What the bill wants to do
“The climate crisis is an existential threat to our planet, but it’s also a once-in-a-generation opportunity to rebuild our crumbling infrastructure, create a million good new jobs, and unleash the best of American innovation,” Warren said in a statement. “The BUILD GREEN Infrastructure and Jobs Act will make the big federal investments necessary to transform our country’s transportation system, confront the racial and economic inequality embedded in our fossil fuel economy, and achieve the ambitious targets for 100% clean energy in America.”
-Elizabeth Warren (@SenWarren) March 21, 2021
A Data for Progress memo found that investments to electrify transportation would create an estimated 1 million new jobs with strong labor protections, save $US1 ($1) billion per year in avoiding damages to public health, and reduce enough air pollution to prevent 4,200 deaths per year.
According to the press release, along with creating jobs, the bill would:
- Expand clean mass transit to underserved communities and help modernize infrastructure by covering up to 85% of costs for projects, with an option for the Transportation Secretary to cover 100% of the costs;
- Reduce carbon emissions by an estimated 21.5 million metric tons of carbon dioxide;
- And dedicate at least 40% of funding to projects in vulnerable and disadvantaged communities.
The Dept. of Transportation would select eligible projects that maximize sustainability and cost savings, according to a bill summary, and all contracts associated with the projects must provide a minimum $US15 ($19) wage per hour and no less than 12 workweeks of paid leave.
On his campaign website, Biden proposed a $US2 ($3) trillion infrastructure bill that would create “millions of good, union jobs” and invest in clean transit, which includes electric vehicles. And Sec. of Transportation Pete Buttigieg has supported electric vehicle usage even before he was confirmed, saying on Twitter in December that it’s “time to build public charging infrastructure powered by clean energy and make it available in all parts of this country.”
-Pete Buttigieg (@PeteButtigieg) December 21, 2020
Both Democratic and Republican lawmakers have started floating ideas on what an infrastructure bill might look like, but when it comes to funding, Republicans have expressed concern that Democrats will pass it the way they did with the recent stimulus bill, without any Republican votes.
For example, in a CNBC interview, Rep.

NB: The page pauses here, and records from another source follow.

use std::{
    ops::{Deref, DerefMut},
    time::Duration,
};

use color_eyre::eyre::Result;

use crossterm::event::EventStream;
use flume::{Receiver, Sender};
use futures::{FutureExt, StreamExt};
use ratatui::crossterm::{
    cursor,
    event::{Event as CrosstermEvent, KeyEvent, KeyEventKind},
    terminal::{EnterAlternateScreen, LeaveAlternateScreen},
};
use ratatui::{backend::CrosstermBackend as Backend, crossterm};
use tokio::task::JoinHandle;
use tracing::warn;

#[derive(Clone, Debug)]
pub enum TerminalEvent {
    Init,
    Tick,
    FocusGained,
    FocusLost,
    Key(KeyEvent),
    Resize(u16, u16),
}

pub struct Tui {
    pub terminal: ratatui::Terminal<Backend<std::io::Stdout>>,
    pub event_rx: Receiver<TerminalEvent>,
    pub event_tx: Sender<TerminalEvent>,
    pub tick_rate: Duration,
    reader: Option<JoinHandle<()>>,
}

impl Tui {
    pub fn new() -> Result<Self> {
        let terminal = ratatui::Terminal::new(Backend::new(std::io::stdout()))?;
        let (event_tx, event_rx) = flume::unbounded();

        Ok(Self {
            terminal,
            event_rx,
            event_tx,
            tick_rate: Duration::from_millis(33),
            reader: None,
        })
    }

    pub fn tick_rate(mut self, tick_rate: Duration) -> Self {
        self.tick_rate = tick_rate;
        self
    }

    pub fn start(&mut self) {
        let event_tx = self.event_tx.clone();
        let tick_rate = self.tick_rate;

        self.reader = Some(tokio::spawn(async move {
            let mut reader = EventStream::new();
            let mut tick_interval = tokio::time::interval(tick_rate);
            loop {
                let tick_delay = tick_interval.tick();
                let crossterm_event = reader.next().fuse();

                let event = tokio::select! {
                    _ = tick_delay => TerminalEvent::Tick,
                    Some(Ok(evt)) = crossterm_event => match evt {
                        CrosstermEvent::Key(key) if key.kind == KeyEventKind::Press => {
                            TerminalEvent::Key(key)
                        }
                        CrosstermEvent::Resize(x, y) => TerminalEvent::Resize(x, y),
                        CrosstermEvent::FocusLost => TerminalEvent::FocusLost,
                        CrosstermEvent::FocusGained => TerminalEvent::FocusGained,
                        _ => continue,
                    },
                };

                if event_tx.send_async(event).await.is_err() {
                    break;
                }
            }
        }));
    }

    pub fn enter(&mut self) -> Result<()> {
        crossterm::terminal::enable_raw_mode()?;
        crossterm::execute!(std::io::stdout(), EnterAlternateScreen, cursor::Hide)?;
        self.start();
        Ok(())
    }

    pub fn exit(&mut self) -> Result<()> {
        if let Some(reader) = self.reader.take() {
            reader.abort();
        }
        if crossterm::terminal::is_raw_mode_enabled()? {
            self.flush()?;
            Self::restore()?;
        }
        Ok(())
    }

    pub fn restore() -> Result<()> {
        crossterm::execute!(std::io::stdout(), LeaveAlternateScreen, cursor::Show)?;
        crossterm::terminal::disable_raw_mode()?;
        Ok(())
    }

    #[allow(clippy::should_implement_trait)]
    pub async fn next(&self) -> Option<TerminalEvent> {
        self.event_rx.recv_async().await.ok()
    }
}

impl Deref for Tui {
    type Target = ratatui::Terminal<Backend<std::io::Stdout>>;

    fn deref(&self) -> &Self::Target {
        &self.terminal
    }
}

impl DerefMut for Tui {
    fn deref_mut(&mut self) -> &mut Self::Target {
        &mut self.terminal
    }
}

impl Drop for Tui {
    fn drop(&mut self) {
        if let Err(e) = self.exit() {
            warn!(error = %e, "terminal_restore_failed");
        }
    }
}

Peter DeFazio, the chair of the House Transportation and Infrastructure Committee, said he would suggest using reconciliation on an infrastructure bill in a bipartisan meeting with Biden. Graves, who attended that meeting, said in a statement that the bill “cannot be a ‘my way or the highway’ approach like last Congress.”
Moderate Democratic Sen. Joe Manchin of West Virginia said in an “Axios on HBO” interview that an infrastructure bill could be as large as $US4 ($5) trillion if its funded by tax hikes, but he would not support reconciliation.
“I’m not going to do it through reconciliation,” Manchin said. “I am not going to get on a bill that cuts them [Republicans] out completely before we start trying.”
Biden has not yet detailed what his plans are for an upcoming infrastructure bill.